Scontri in strada prima del derby: undici assoluzioni e tre condanne

Nell'agosto del 2017, prima di Francavilla-Lecce, due agenti contusi e auto danneggiata. Il tutto era nato dopo un'imboscata dei brindisini

BRINDISI - Tre condanne, ma con pene lievi, considerando l’accusa (il pubblico ministero Giampiero Nascimbeni aveva invocato due anni e mezzo) e senza menzione nel casellario giudiziario, e undici assoluzioni.

Si è concluso così, questa mattina, il processo con rito abbreviato davanti al giudice per le indagini preliminari del Tribunale di Brindisi, Giuseppe Biondi, scaturito dalle indagini svolte dalla squadra mobile di brindisina, dopo i disordini fra tifoserie avvenuti ad agosto del 2017, prima della gara valevole per il campionato di serie C fra Virtus Francavilla e Lecce.

Già condannati i principali imputati

Quel giorno, all’altezza dello svincolo per i quartieri Bozzano e La Rosa di Brindisi, la carovana di sostenitori salentini subì un agguato. A metterla in atto, gli ultras brindisini. E la replica non si fece attendere. Secondo gli inquirenti, infatti, diversi leccesi sarebbero scesi dalle autovetture per rispondere all’attacco, interrompendo la circolazione. Per quei fatti, sono stati già condannati due leccesi, Moreno Colella 37enne, e Sandro Quarta, 42enne, con sentenza riformata in appello a due anni e otto mesi per il primo (contro i tre e otto mesi iniziali) e tre anni per il secondo (quattro in primo grado).

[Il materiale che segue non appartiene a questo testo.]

//! Built-in prompts

pub const SYSTEM_PROMPT: &str = "\
You are a web testing agent driving a persistent browser in a remote sandbox.

Workflow:
- Start by creating a plan with the 'planning' tool. Keep steps high level \
(\"Complete login\", not \"Click Sign In\").
- Only one step may be in_progress. Mark the current step completed or blocked \
before starting the next one.
- Combine plan updates with the action they describe in the same turn.
- Hand multi-action or fiddly sub-tasks to 'delegate'. The sub-agent works in \
its own context and reports back a summary.

Browser:
- Use stable locators: by_text, by_role (with has_text), by_placeholder, by_label, \
by_id, by_css. Element indices are not supported.
- Verify every action: check the URL or inspect the page before moving on.
- Use the assert_* actions to record what the test expects.

Call 'terminate' with status success or failure when the task is done or cannot \
be completed.";

pub const NEXT_STEP_PROMPT: &str = "\
Based on the current state, pick the next action. If the plan step is done, mark \
it completed in the same turn as starting the next one. When everything is \
verified, call terminate.";

pub const SUB_AGENT_PROMPT: &str = "\
You are a focused sub-agent sharing the main agent's browser. Complete only the \
task you were given, using the 'browser' tool with stable locators. Try \
alternative locators when an action fails. When the task is done, call \
'sub_task_complete' with a short summary that includes any data the main agent \
asked for.";

pub const SUB_AGENT_NEXT_STEP_PROMPT: &str = "\
Continue with the sub-task. Call sub_task_complete as soon as it is accomplished.";

/// First user turn of a delegated sub-task
pub fn sub_task(task: &str, context: Option<&str>) -> String {
    match context.filter(|c| !c.trim().is_empty()) {
        Some(context) => format!("Sub-task: {}\n\nContext from the main agent:\n{}", task, context),
        None => format!("Sub-task: {}", task),
    }
}

/// Context turn listing setup units that ran before the session
pub fn setup_context(units: &[String]) -> String {
    format!(
        "The following setup test cases already ran in this browser: {}. \
         Their end state is your starting point.",
        units.join(", ")
    )
}

pub fn intervention(message: &str) -> String {
    format!(
        "URGENT USER INTERVENTION - PRIORITY INSTRUCTION:\n\n{}\n\n\
         This is a direct instruction from the user. Follow this guidance IMMEDIATELY, \
         even if it means deviating from the plan, stopping execution, or using the terminate() tool.",
        message
    )
}
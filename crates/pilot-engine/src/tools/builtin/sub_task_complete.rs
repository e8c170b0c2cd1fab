use anyhow::Result;
use async_trait::async_trait;
use serde_json::Value;

use super::SUB_TASK_COMPLETE;
use crate::tools::{ParameterProperty, ParameterSchema, Tool, ToolContext, ToolResult};

/// Ends a sub-agent's run without ending the parent session
pub struct SubTaskCompleteTool;

#[async_trait]
impl Tool for SubTaskCompleteTool {
    fn name(&self) -> &str {
        SUB_TASK_COMPLETE
    }

    fn description(&self) -> &str {
        "Signal that the delegated sub-task is finished and hand control back to the main agent."
    }

    fn parameters_schema(&self) -> ParameterSchema {
        ParameterSchema::new().with_required(
            "summary",
            ParameterProperty::string("What was accomplished"),
        )
    }

    async fn execute(&self, args: &Value, _ctx: &ToolContext) -> Result<ToolResult> {
        let summary = args["summary"].as_str().unwrap_or_default();
        Ok(ToolResult::success(format!("Sub-task completed: {}", summary)))
    }
}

Una cinquantina sarebbero i coinvolti

Ciò che accadde è storia nota: una volta scesi i gruppi leccesi dai veicoli per contrattaccare dopo l’imboscata, alcuni agenti della polizia stradale intervennero, intimando di riprendere la marcia. A quel punto, vi sarebbe stata una reazione violenta, con  danneggiamento dell’auto di servizio e due poliziotti aggrediti. Per riportare la situazione sotto controllo, furono pure esplosi in aria un paio di colpi di pistola.

Circa una cinquantina sarebbero stati i coinvolti nella vicenda. Fra questi, oltre ai due già menzionati e condannati anche in appello, nel proseguimento delle indagini, con il supporto della Digos di Lecce, tramite riconoscimento delle targhe e dei modelli di autovetture di proprietà o prese a noleggio, si era arrivati ad altre quattordici imputazioni. 

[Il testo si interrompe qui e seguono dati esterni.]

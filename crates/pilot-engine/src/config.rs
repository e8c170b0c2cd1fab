//! Engine configuration
//!
//! Configuration file: `pilot.toml` in the current directory or a parent,
//! otherwise `~/.config/pilot/config.toml` (or platform equivalent).

use std::fs;
use std::path::{Path, PathBuf};
use std::time::Duration;

use anyhow::{Context, Result};
use llm_core::LlmConfig;
use serde::{Deserialize, Serialize};

/// Local configuration file name searched for in the working tree
pub const CONFIG_FILE_NAME: &str = "pilot.toml";

/// Complete engine configuration
#[derive(Debug, Clone, Default, Serialize, Deserialize)]
pub struct EngineConfig {
    #[serde(default)]
    pub llm: LlmConfig,

    #[serde(default)]
    pub agent: AgentSettings,

    #[serde(default)]
    pub history: HistoryConfig,

    #[serde(default)]
    pub channel: ChannelConfig,

    #[serde(default)]
    pub controller: ControllerConfig,

    #[serde(default)]
    pub peer: PeerConfig,

    #[serde(default)]
    pub store: StoreConfig,
}

/// Agent loop limits and prompts
#[derive(Debug, Clone, Serialize, Deserialize)]
pub struct AgentSettings {
    /// Step budget enforced by the session controller
    #[serde(default = "default_max_steps")]
    pub max_steps: u64,

    /// Observations longer than this are truncated (delegate results exempt)
    #[serde(default = "default_max_observe")]
    pub max_observe: usize,

    /// Default step budget for a delegated sub-task
    #[serde(default = "default_delegate_max_steps")]
    pub delegate_max_steps: u64,

    /// Overrides the built-in system prompt
    #[serde(default)]
    pub system_prompt: Option<String>,

    /// Overrides the built-in per-step prompt
    #[serde(default)]
    pub next_step_prompt: Option<String>,
}

/// Conversation truncation thresholds
#[derive(Debug, Clone, Copy, Serialize, Deserialize)]
pub struct HistoryConfig {
    /// Truncate once the conversation grows beyond this many messages
    #[serde(default = "default_max_messages")]
    pub max_messages: usize,

    /// Preferred number of trailing messages to keep
    #[serde(default = "default_preferred_keep")]
    pub preferred_keep: usize,

    /// Suffix kept when no clean turn boundary exists
    #[serde(default = "default_fallback_keep")]
    pub fallback_keep: usize,
}

/// RPC channel artifacts and timing
#[derive(Debug, Clone, Serialize, Deserialize)]
pub struct ChannelConfig {
    #[serde(default = "default_command_path")]
    pub command_path: String,

    #[serde(default = "default_response_path")]
    pub response_path: String,

    #[serde(default = "default_log_path")]
    pub log_path: String,

    #[serde(default = "default_poll_interval_ms")]
    pub poll_interval_ms: u64,

    /// Delay between writing a command and the first poll
    #[serde(default = "default_settle_ms")]
    pub settle_ms: u64,

    #[serde(default = "default_timeout_secs")]
    pub timeout_secs: u64,

    /// Peer log lines attached to channel errors
    #[serde(default = "default_log_tail_lines")]
    pub log_tail_lines: usize,
}

/// Session controller queue and polling
#[derive(Debug, Clone, Serialize, Deserialize)]
pub struct ControllerConfig {
    #[serde(default = "default_queue_capacity")]
    pub queue_capacity: usize,

    /// How long the consumer waits on the queue before re-checking signals
    #[serde(default = "default_queue_poll_ms")]
    pub queue_poll_ms: u64,

    /// How often a paused producer re-checks its signals
    #[serde(default = "default_pause_poll_ms")]
    pub pause_poll_ms: u64,
}

/// Local peer provisioning
#[derive(Debug, Clone, Serialize, Deserialize)]
pub struct PeerConfig {
    /// Root under which each session gets its own peer directory
    #[serde(default = "default_peer_root")]
    pub root: PathBuf,

    /// Live-view URL template; `{session}` is replaced with the session id
    #[serde(default)]
    pub live_url_template: Option<String>,
}

/// JSON store location
#[derive(Debug, Clone, Serialize, Deserialize)]
pub struct StoreConfig {
    #[serde(default = "default_store_dir")]
    pub dir: PathBuf,
}

fn default_max_steps() -> u64 {
    20
}

fn default_max_observe() -> usize {
    10_000
}

fn default_delegate_max_steps() -> u64 {
    100
}

fn default_max_messages() -> usize {
    80
}

fn default_preferred_keep() -> usize {
    50
}

fn default_fallback_keep() -> usize {
    30
}

fn default_command_path() -> String {
    "/tmp/browser_command.json".to_string()
}

fn default_response_path() -> String {
    "/tmp/browser_response.json".to_string()
}

fn default_log_path() -> String {
    "/tmp/browser.log".to_string()
}

fn default_poll_interval_ms() -> u64 {
    500
}

fn default_settle_ms() -> u64 {
    100
}

fn default_timeout_secs() -> u64 {
    60
}

fn default_log_tail_lines() -> usize {
    100
}

fn default_queue_capacity() -> usize {
    100
}

fn default_queue_poll_ms() -> u64 {
    1000
}

fn default_pause_poll_ms() -> u64 {
    1000
}

fn default_peer_root() -> PathBuf {
    std::env::temp_dir().join("pilot-peers")
}

fn default_store_dir() -> PathBuf {
    dirs::data_dir()
        .unwrap_or_else(std::env::temp_dir)
        .join("pilot")
}

impl Default for AgentSettings {
    fn default() -> Self {
        Self {
            max_steps: default_max_steps(),
            max_observe: default_max_observe(),
            delegate_max_steps: default_delegate_max_steps(),
            system_prompt: None,
            next_step_prompt: None,
        }
    }
}

impl Default for HistoryConfig {
    fn default() -> Self {
        Self {
            max_messages: default_max_messages(),
            preferred_keep: default_preferred_keep(),
            fallback_keep: default_fallback_keep(),
        }
    }
}

impl Default for ChannelConfig {
    fn default() -> Self {
        Self {
            command_path: default_command_path(),
            response_path: default_response_path(),
            log_path: default_log_path(),
            poll_interval_ms: default_poll_interval_ms(),
            settle_ms: default_settle_ms(),
            timeout_secs: default_timeout_secs(),
            log_tail_lines: default_log_tail_lines(),
        }
    }
}

impl ChannelConfig {
    pub fn poll_interval(&self) -> Duration {
        Duration::from_millis(self.poll_interval_ms)
    }

    pub fn settle_delay(&self) -> Duration {
        Duration::from_millis(self.settle_ms)
    }

    pub fn timeout(&self) -> Duration {
        Duration::from_secs(self.timeout_secs)
    }
}

impl Default for ControllerConfig {
    fn default() -> Self {
        Self {
            queue_capacity: default_queue_capacity(),
            queue_poll_ms: default_queue_poll_ms(),
            pause_poll_ms: default_pause_poll_ms(),
        }
    }
}

impl ControllerConfig {
    pub fn queue_poll(&self) -> Duration {
        Duration::from_millis(self.queue_poll_ms)
    }

    pub fn pause_poll(&self) -> Duration {
        Duration::from_millis(self.pause_poll_ms)
    }
}

impl Default for PeerConfig {
    fn default() -> Self {
        Self {
            root: default_peer_root(),
            live_url_template: None,
        }
    }
}

impl Default for StoreConfig {
    fn default() -> Self {
        Self {
            dir: default_store_dir(),
        }
    }
}

impl EngineConfig {
    /// Load from `pilot.toml` in the working tree, then the user config dir,
    /// falling back to defaults when neither exists
    pub fn load() -> Result<Self> {
        if let Some(path) = Self::find_local_config()? {
            return Self::load_from(path);
        }

        let user_path = Self::config_path()?;
        if user_path.exists() {
            return Self::load_from(user_path);
        }

        Ok(Self::default())
    }

    /// Load configuration from a specific path
    pub fn load_from(path: impl AsRef<Path>) -> Result<Self> {
        let path = path.as_ref();
        let content = fs::read_to_string(path)
            .with_context(|| format!("Failed to read config from {}", path.display()))?;

        toml::from_str(&content)
            .with_context(|| format!("Failed to parse config from {}", path.display()))
    }

    /// Search the current directory and its parents for `pilot.toml`
    pub fn find_local_config() -> Result<Option<PathBuf>> {
        let mut current = std::env::current_dir()?;

        for _ in 0..10 {
            let candidate = current.join(CONFIG_FILE_NAME);
            if candidate.exists() {
                return Ok(Some(candidate));
            }
            if !current.pop() {
                break;
            }
        }

        Ok(None)
    }

    /// Get the user configuration file path
    pub fn config_path() -> Result<PathBuf> {
        let config_dir = dirs::config_dir()
            .ok_or_else(|| anyhow::anyhow!("Could not determine config directory"))?;

        Ok(config_dir.join("pilot").join("config.toml"))
    }

    /// Write a commented default configuration file
    pub fn create_default(path: &Path) -> Result<()> {
        if path.exists() {
            anyhow::bail!("Config file already exists: {}", path.display());
        }

        if let Some(parent) = path.parent() {
            fs::create_dir_all(parent)
                .with_context(|| format!("Failed to create {}", parent.display()))?;
        }

        fs::write(path, DEFAULT_CONFIG)
            .with_context(|| format!("Failed to write {}", path.display()))
    }
}

const DEFAULT_CONFIG: &str = r#"# pilot configuration

[llm]
model = "gpt-4o"
base_url = "https://api.openai.com/v1"
# api_key = ""            # or set PILOT_API_KEY
max_tokens = 4096
# max_input_tokens = 2000000
temperature = 1.0

[agent]
# Steps a session may take before it is wound down
max_steps = 20
# Longest observation fed back to the model
max_observe = 10000
# Default budget for delegated sub-tasks
delegate_max_steps = 100

[history]
max_messages = 80
preferred_keep = 50
fallback_keep = 30

[channel]
command_path = "/tmp/browser_command.json"
response_path = "/tmp/browser_response.json"
log_path = "/tmp/browser.log"
poll_interval_ms = 500
settle_ms = 100
timeout_secs = 60
log_tail_lines = 100

[controller]
queue_capacity = 100
queue_poll_ms = 1000
pause_poll_ms = 1000

[peer]
# root = "/tmp/pilot-peers"
# live_url_template = "http://localhost:6080/vnc.html?session={session}"

[store]
# dir = "~/.local/share/pilot"
"#;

Quasi tutti assolti nel processo in abbreviato

Pesante, come detto, la richiesta di condanna del pubblico ministero; ma il giudice ha ritenuto di dover erogare pene solo in tre casi, e comunque molto più miti: dieci mesi per L.E. e nove mesi e dieci giorni per M.M. e S.R., in tutti e tre i casi con la non menzione delle condanne nel certificato del casellario giudiziale. Assolti, invece, tutti gli altri: G.G., S.C., G.M.R., R.I., S.A., M.M., M.D.G., D.G., A.C., A.G e M.G.

Tutti rispondevano in concorso della vicenda nel corso della quale i due poliziotti erano rimasti feriti, con traumi di varia natura guaribili in sette giorni, dopo essere stati accerchiati e minacciati. L.E., colui al quale è stata somministrata la pena più alta, era accusato anche di essersi rifiutato di aver fornito le generalità. I due agenti si sono costituiti parte civile nel processo. Il giudice ha disposto il danno da liquidarsi in separata sede, senza provvisionale.

Sarà avanzato appello per i tre

Fra gli avvocati degli imputati, Giuseppe Milli, Massimo Zecca, Giacinto Epifani, Francesco Calabro, Raffaele Benfatto. L’avvocato Milli, che difendeva cinque imputati, fra cui i tre condannati, è in attesa di conoscere le motivazioni (che si sapranno a breve), per proporre subito appello. I legali, inoltre, si stanno attivando in queste ore per avanzare istanza di revoca del Daspo che ancora pende sui tifosi oggi assolti.